Personal information
- Born: March 4, 1996 (age 30) Euless, Texas, U.S.
- Listed height: 6 ft 3 in (1.91 m)
- Listed weight: 325 lb (147 kg)

Career information
- High school: Trinity (Euless, Texas)
- College: Texas
- NFL draft: 2019 (undrafted)

Career history
- Baltimore Ravens (2019)*; Los Angeles Wildcats (2020);
- * Offseason or practice squad member only

Awards and highlights
- Freshman All-American (2015);

= Patrick Vahe =

American football player (born 1996)

Patrick Vahe (born April 3, 1996) is an American former professional football guard.

==Early life==
Playing high school football at Euless (Texas) Trinity, Vahe was ranked as the No. 4 prospect at guard and No. 79 overall among the ESPN 300. In July 2013, he committed to play college football for the University of Texas.

==College career==
He played college football for the Texas Longhorns from 2015 to 2018. He appeared in 48 games for the Longhorns, including 45 games as a starter.

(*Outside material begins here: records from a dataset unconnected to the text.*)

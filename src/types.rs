//! Unified request/response vocabulary shared by every provider adapter.

use std::collections::BTreeMap;

use async_trait::async_trait;
use chrono::{DateTime, Utc};
use serde::{Deserialize, Serialize};
use serde_json::Value;
use tokio_util::sync::CancellationToken;

use crate::error::RouterError;

/// A supported backend provider.
#[derive(Debug, Clone, Copy, Default, PartialEq, Eq, Hash, Serialize, Deserialize)]
#[serde(rename_all = "snake_case")]
pub enum Provider {
    #[default]
    OpenAi,
    Anthropic,
    Gemini,
}

impl Provider {
    pub fn as_str(&self) -> &'static str {
        match self {
            Provider::OpenAi => "openai",
            Provider::Anthropic => "anthropic",
            Provider::Gemini => "gemini",
        }
    }
}

impl std::fmt::Display for Provider {
    fn fmt(&self, f: &mut std::fmt::Formatter<'_>) -> std::fmt::Result {
        f.write_str(self.as_str())
    }
}

/// Message roles in a conversation.
#[derive(Debug, Clone, Copy, PartialEq, Eq, Serialize, Deserialize)]
#[serde(rename_all = "snake_case")]
pub enum Role {
    System,
    User,
    Assistant,
    Tool,
}

/// A tagged piece of message content.
///
/// Assistant messages are the only ones that may carry `ToolUse` blocks;
/// tool messages carry exactly `ToolResult` blocks; system messages carry
/// text only.
#[derive(Debug, Clone, PartialEq, Serialize, Deserialize)]
#[serde(tag = "type", rename_all = "snake_case")]
pub enum ContentBlock {
    Text {
        text: String,
    },
    Image {
        #[serde(default, skip_serializing_if = "Option::is_none")]
        url: Option<String>,
        /// Inline base64 payload.
        #[serde(default, skip_serializing_if = "Option::is_none")]
        data: Option<String>,
        #[serde(default, skip_serializing_if = "Option::is_none")]
        media_type: Option<String>,
    },
    ToolUse {
        id: String,
        name: String,
        input: Value,
    },
    ToolResult {
        tool_use_id: String,
        content: String,
        #[serde(default)]
        is_error: bool,
    },
}

impl ContentBlock {
    pub fn text(text: impl Into<String>) -> Self {
        ContentBlock::Text { text: text.into() }
    }

    pub fn is_text(&self) -> bool {
        matches!(self, ContentBlock::Text { .. })
    }
}

/// A conversation message: a role plus ordered content blocks.
#[derive(Debug, Clone, PartialEq, Serialize, Deserialize)]
pub struct Message {
    pub role: Role,
    pub content: Vec<ContentBlock>,
}

impl Message {
    /// A simple single-block text message.
    pub fn text(role: Role, text: impl Into<String>) -> Self {
        Self {
            role,
            content: vec![ContentBlock::text(text)],
        }
    }

    /// A tool message returning the output of a previous tool_use.
    pub fn tool_result(
        tool_use_id: impl Into<String>,
        output: impl Into<String>,
        is_error: bool,
    ) -> Self {
        Self {
            role: Role::Tool,
            content: vec![ContentBlock::ToolResult {
                tool_use_id: tool_use_id.into(),
                content: output.into(),
                is_error,
            }],
        }
    }
}

/// A function the model may request to invoke.
#[derive(Debug, Clone, PartialEq, Serialize, Deserialize)]
pub struct Tool {
    pub name: String,
    #[serde(default, skip_serializing_if = "Option::is_none")]
    pub description: Option<String>,
    pub parameters: JsonSchema,
}

/// A tool invocation extracted from a response.
#[derive(Debug, Clone, PartialEq, Serialize, Deserialize)]
pub struct ToolCall {
    pub id: String,
    pub name: String,
    pub input: Value,
}

/// The unified JSON Schema dialect, translated per provider before hitting
/// the wire. Unknown fields are ignored on deserialize; property order is
/// not significant.
#[derive(Debug, Clone, Default, PartialEq, Serialize, Deserialize)]
pub struct JsonSchema {
    #[serde(rename = "type", default, skip_serializing_if = "Option::is_none")]
    pub schema_type: Option<String>,
    #[serde(default, skip_serializing_if = "Option::is_none")]
    pub description: Option<String>,
    #[serde(default, skip_serializing_if = "BTreeMap::is_empty")]
    pub properties: BTreeMap<String, JsonSchema>,
    #[serde(default, skip_serializing_if = "Option::is_none")]
    pub items: Option<Box<JsonSchema>>,
    #[serde(default, skip_serializing_if = "Vec::is_empty")]
    pub required: Vec<String>,
    #[serde(rename = "enum", default, skip_serializing_if = "Vec::is_empty")]
    pub enum_values: Vec<Value>,
    #[serde(rename = "const", default, skip_serializing_if = "Option::is_none")]
    pub const_value: Option<Value>,
    #[serde(
        rename = "additionalProperties",
        default,
        skip_serializing_if = "Option::is_none"
    )]
    pub additional_properties: Option<bool>,
    #[serde(rename = "minItems", default, skip_serializing_if = "Option::is_none")]
    pub min_items: Option<u64>,
    #[serde(rename = "maxItems", default, skip_serializing_if = "Option::is_none")]
    pub max_items: Option<u64>,
    #[serde(default, skip_serializing_if = "Option::is_none")]
    pub minimum: Option<f64>,
    #[serde(default, skip_serializing_if = "Option::is_none")]
    pub maximum: Option<f64>,
    #[serde(rename = "minLength", default, skip_serializing_if = "Option::is_none")]
    pub min_length: Option<u64>,
    #[serde(rename = "maxLength", default, skip_serializing_if = "Option::is_none")]
    pub max_length: Option<u64>,
    #[serde(default, skip_serializing_if = "Option::is_none")]
    pub pattern: Option<String>,
    #[serde(default, skip_serializing_if = "Option::is_none")]
    pub format: Option<String>,
    #[serde(rename = "default", default, skip_serializing_if = "Option::is_none")]
    pub default_value: Option<Value>,
    #[serde(rename = "anyOf", default, skip_serializing_if = "Vec::is_empty")]
    pub any_of: Vec<JsonSchema>,
    #[serde(rename = "oneOf", default, skip_serializing_if = "Vec::is_empty")]
    pub one_of: Vec<JsonSchema>,
    #[serde(rename = "allOf", default, skip_serializing_if = "Vec::is_empty")]
    pub all_of: Vec<JsonSchema>,
    #[serde(rename = "$ref", default, skip_serializing_if = "Option::is_none")]
    pub reference: Option<String>,
    #[serde(rename = "$defs", default, skip_serializing_if = "BTreeMap::is_empty")]
    pub defs: BTreeMap<String, JsonSchema>,
}

impl JsonSchema {
    /// A bare schema of the given type.
    pub fn of_type(schema_type: impl Into<String>) -> Self {
        Self {
            schema_type: Some(schema_type.into()),
            ..Default::default()
        }
    }

    /// An object schema with the given properties and required names.
    pub fn object(
        properties: impl IntoIterator<Item = (&'static str, JsonSchema)>,
        required: &[&str],
    ) -> Self {
        Self {
            schema_type: Some("object".into()),
            properties: properties
                .into_iter()
                .map(|(k, v)| (k.to_string(), v))
                .collect(),
            required: required.iter().map(|s| s.to_string()).collect(),
            ..Default::default()
        }
    }

    /// Projects the schema onto a JSON value tree for wire serialization.
    pub fn to_value(&self) -> Value {
        serde_json::to_value(self).unwrap_or(Value::Null)
    }
}

/// Why generation stopped.
#[derive(Debug, Clone, Copy, Default, PartialEq, Eq, Serialize, Deserialize)]
#[serde(rename_all = "snake_case")]
pub enum StopReason {
    #[default]
    End,
    MaxTokens,
    ToolUse,
    StopSequence,
    ContentFilter,
}

/// Token usage for a single completion.
#[derive(Debug, Clone, Copy, Default, PartialEq, Eq, Serialize, Deserialize)]
pub struct Usage {
    pub input_tokens: u32,
    pub output_tokens: u32,
    pub total_tokens: u32,
    #[serde(default, skip_serializing_if = "u32_is_zero")]
    pub cached_tokens: u32,
    #[serde(default, skip_serializing_if = "u32_is_zero")]
    pub reasoning_tokens: u32,
}

fn u32_is_zero(v: &u32) -> bool {
    *v == 0
}

impl Usage {
    /// Fills in the total when the provider left it out.
    pub fn with_computed_total(mut self) -> Self {
        if self.total_tokens == 0 {
            self.total_tokens = self.input_tokens + self.output_tokens;
        }
        self
    }
}

/// A provider capability the router can check before dispatching.
#[derive(Debug, Clone, Copy, PartialEq, Eq, Hash, Serialize, Deserialize)]
#[serde(rename_all = "snake_case")]
pub enum Feature {
    Streaming,
    StructuredOutput,
    Tools,
    Vision,
    Batch,
    JsonMode,
}

impl Feature {
    pub fn as_str(&self) -> &'static str {
        match self {
            Feature::Streaming => "streaming",
            Feature::StructuredOutput => "structured_output",
            Feature::Tools => "tools",
            Feature::Vision => "vision",
            Feature::Batch => "batch",
            Feature::JsonMode => "json_mode",
        }
    }
}

impl std::fmt::Display for Feature {
    fn fmt(&self, f: &mut std::fmt::Formatter<'_>) -> std::fmt::Result {
        f.write_str(self.as_str())
    }
}

/// Structured-output directive on a request.
#[derive(Debug, Clone, PartialEq, Serialize, Deserialize)]
#[serde(tag = "type", rename_all = "snake_case")]
pub enum ResponseFormat {
    Text,
    Json,
    JsonSchema {
        #[serde(default, skip_serializing_if = "Option::is_none")]
        schema: Option<JsonSchema>,
        name: String,
        #[serde(default, skip_serializing_if = "Option::is_none")]
        description: Option<String>,
        /// Strict mode: output must match the schema exactly (OpenAI).
        #[serde(default, skip_serializing_if = "Option::is_none")]
        strict: Option<bool>,
    },
}

/// How the model should use tools.
#[derive(Debug, Clone, PartialEq, Serialize, Deserialize)]
#[serde(tag = "type", rename_all = "snake_case")]
pub enum ToolChoiceMode {
    /// Model decides whether to use tools.
    Auto,
    /// Model must use at least one tool.
    Required,
    /// Model cannot use tools.
    None,
    /// Model must use this specific tool.
    Tool { name: String },
}

#[derive(Debug, Clone, PartialEq, Serialize, Deserialize)]
pub struct ToolChoice {
    #[serde(flatten)]
    pub mode: ToolChoiceMode,
    #[serde(default)]
    pub disable_parallel_tool_use: bool,
}

impl ToolChoice {
    pub fn auto() -> Self {
        Self {
            mode: ToolChoiceMode::Auto,
            disable_parallel_tool_use: false,
        }
    }

    pub fn required() -> Self {
        Self {
            mode: ToolChoiceMode::Required,
            disable_parallel_tool_use: false,
        }
    }

    pub fn tool(name: impl Into<String>) -> Self {
        Self {
            mode: ToolChoiceMode::Tool { name: name.into() },
            disable_parallel_tool_use: false,
        }
    }
}

/// The unified completion request, valid against any registered provider.
#[derive(Debug, Clone, Default, PartialEq, Serialize, Deserialize)]
pub struct CompletionRequest {
    pub provider: Provider,
    pub model: String,
    pub messages: Vec<Message>,
    #[serde(default, skip_serializing_if = "Option::is_none")]
    pub max_tokens: Option<u32>,
    #[serde(default, skip_serializing_if = "Option::is_none")]
    pub temperature: Option<f64>,
    #[serde(default, skip_serializing_if = "Option::is_none")]
    pub top_p: Option<f64>,
    /// Anthropic and Gemini only.
    #[serde(default, skip_serializing_if = "Option::is_none")]
    pub top_k: Option<u32>,
    #[serde(default, skip_serializing_if = "Vec::is_empty")]
    pub stop_sequences: Vec<String>,
    #[serde(default, skip_serializing_if = "Option::is_none")]
    pub response_format: Option<ResponseFormat>,
    #[serde(default, skip_serializing_if = "Vec::is_empty")]
    pub tools: Vec<Tool>,
    #[serde(default, skip_serializing_if = "Option::is_none")]
    pub tool_choice: Option<ToolChoice>,
    #[serde(default)]
    pub stream: bool,
}

impl CompletionRequest {
    pub fn new(provider: Provider, model: impl Into<String>) -> Self {
        Self {
            provider,
            model: model.into(),
            ..Default::default()
        }
    }

    pub fn with_messages(mut self, messages: Vec<Message>) -> Self {
        self.messages = messages;
        self
    }

    pub fn with_max_tokens(mut self, n: u32) -> Self {
        self.max_tokens = Some(n);
        self
    }

    pub fn with_temperature(mut self, t: f64) -> Self {
        self.temperature = Some(t);
        self
    }

    pub fn with_tools(mut self, tools: impl IntoIterator<Item = Tool>) -> Self {
        self.tools.extend(tools);
        self
    }

    pub fn with_json_schema(mut self, name: impl Into<String>, schema: JsonSchema) -> Self {
        self.response_format = Some(ResponseFormat::JsonSchema {
            schema: Some(schema),
            name: name.into(),
            description: None,
            strict: Some(true),
        });
        self
    }

    pub fn with_stream(mut self) -> Self {
        self.stream = true;
        self
    }
}

/// The unified completion response.
///
/// `tool_calls` mirrors the `ToolUse` blocks in `content`; the two are kept
/// consistent by every adapter.
#[derive(Debug, Clone, PartialEq, Serialize, Deserialize)]
pub struct CompletionResponse {
    pub id: String,
    pub provider: Provider,
    pub model: String,
    pub content: Vec<ContentBlock>,
    pub stop_reason: StopReason,
    pub usage: Usage,
    #[serde(default, skip_serializing_if = "Vec::is_empty")]
    pub tool_calls: Vec<ToolCall>,
    pub created_at: DateTime<Utc>,
}

impl CompletionResponse {
    /// Concatenated text content.
    pub fn text(&self) -> String {
        let mut out = String::new();
        for block in &self.content {
            if let ContentBlock::Text { text } = block {
                out.push_str(text);
            }
        }
        out
    }

    pub fn has_tool_calls(&self) -> bool {
        !self.tool_calls.is_empty()
    }
}

/// One normalized element in an incremental response stream.
#[derive(Debug)]
pub enum StreamEvent {
    /// First event of every stream.
    Start { id: String, model: String },
    /// An incremental content addition at the given block index.
    ContentDelta { index: usize, delta: ContentBlock },
    /// A new tool call opened; `call.input` may still be empty.
    ToolCallStart { index: usize, call: ToolCall },
    /// A partial-JSON fragment of the tool call's arguments.
    ToolCallDelta { index: usize, fragment: String },
    /// A tool call finished with its fully parsed input.
    ToolCallEnd { index: usize, call: ToolCall },
    /// Terminal event on natural completion.
    Done {
        id: String,
        stop_reason: StopReason,
        usage: Option<Usage>,
    },
    /// Terminal event on provider-reported failure.
    Error { error: RouterError },
}

/// Single-consumer iterator over [`StreamEvent`]s backed by an open HTTP
/// body. The body is released when the reader is dropped.
#[async_trait]
pub trait StreamReader: Send {
    /// Returns the next event, or `Ok(None)` once the stream is complete.
    async fn next(&mut self) -> Result<Option<StreamEvent>, RouterError>;

    /// The response accumulated from the stream. `None` before termination;
    /// after cancellation this is the partial accumulation.
    fn response(&self) -> Option<&CompletionResponse>;

    /// Attaches a cancellation token; once it fires, `next` returns the
    /// cancellation error and `response` exposes the partial state.
    fn attach_cancel(&mut self, cancel: CancellationToken);
}

impl std::fmt::Debug for dyn StreamReader {
    fn fmt(&self, f: &mut std::fmt::Formatter<'_>) -> std::fmt::Result {
        f.debug_struct("StreamReader").finish_non_exhaustive()
    }
}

He was named to the Outland Trophy preseason watch list in 2018.

==Professional career==

Pre-draft measurables
| Height | Weight | Arm length | Hand span | 40-yard dash | 10-yard split | 20-yard split | 20-yard shuttle | Three-cone drill | Vertical jump | Broad jump | Bench press |
| 6 ft 2+5⁄8 in (1.90 m) | 325 lb (147 kg) | 33+1⁄2 in (0.85 m) | 10+5⁄8 in (0.27 m) | 5.48 s | 1.91 s | 3.09 s | 4.95 s | 7.96 s | 29.5 in (0.75 m) | 8 ft 8 in (2.64 m) | 30 reps |
All values from Pro Day

===Baltimore Ravens===
Vahe was signed by the Baltimore Ravens in May 2019, but he was released during final roster cuts on August 30, 2019.

===Los Angeles Wildcats===
In October, he was picked up by the Los Angeles Wildcats in the 2020 XFL draft. He had his contract terminated when the league suspended operations on April 10, 2020.

==Personal life==
A native of Texas, Vahe is of Tongan/Polynesian heritage.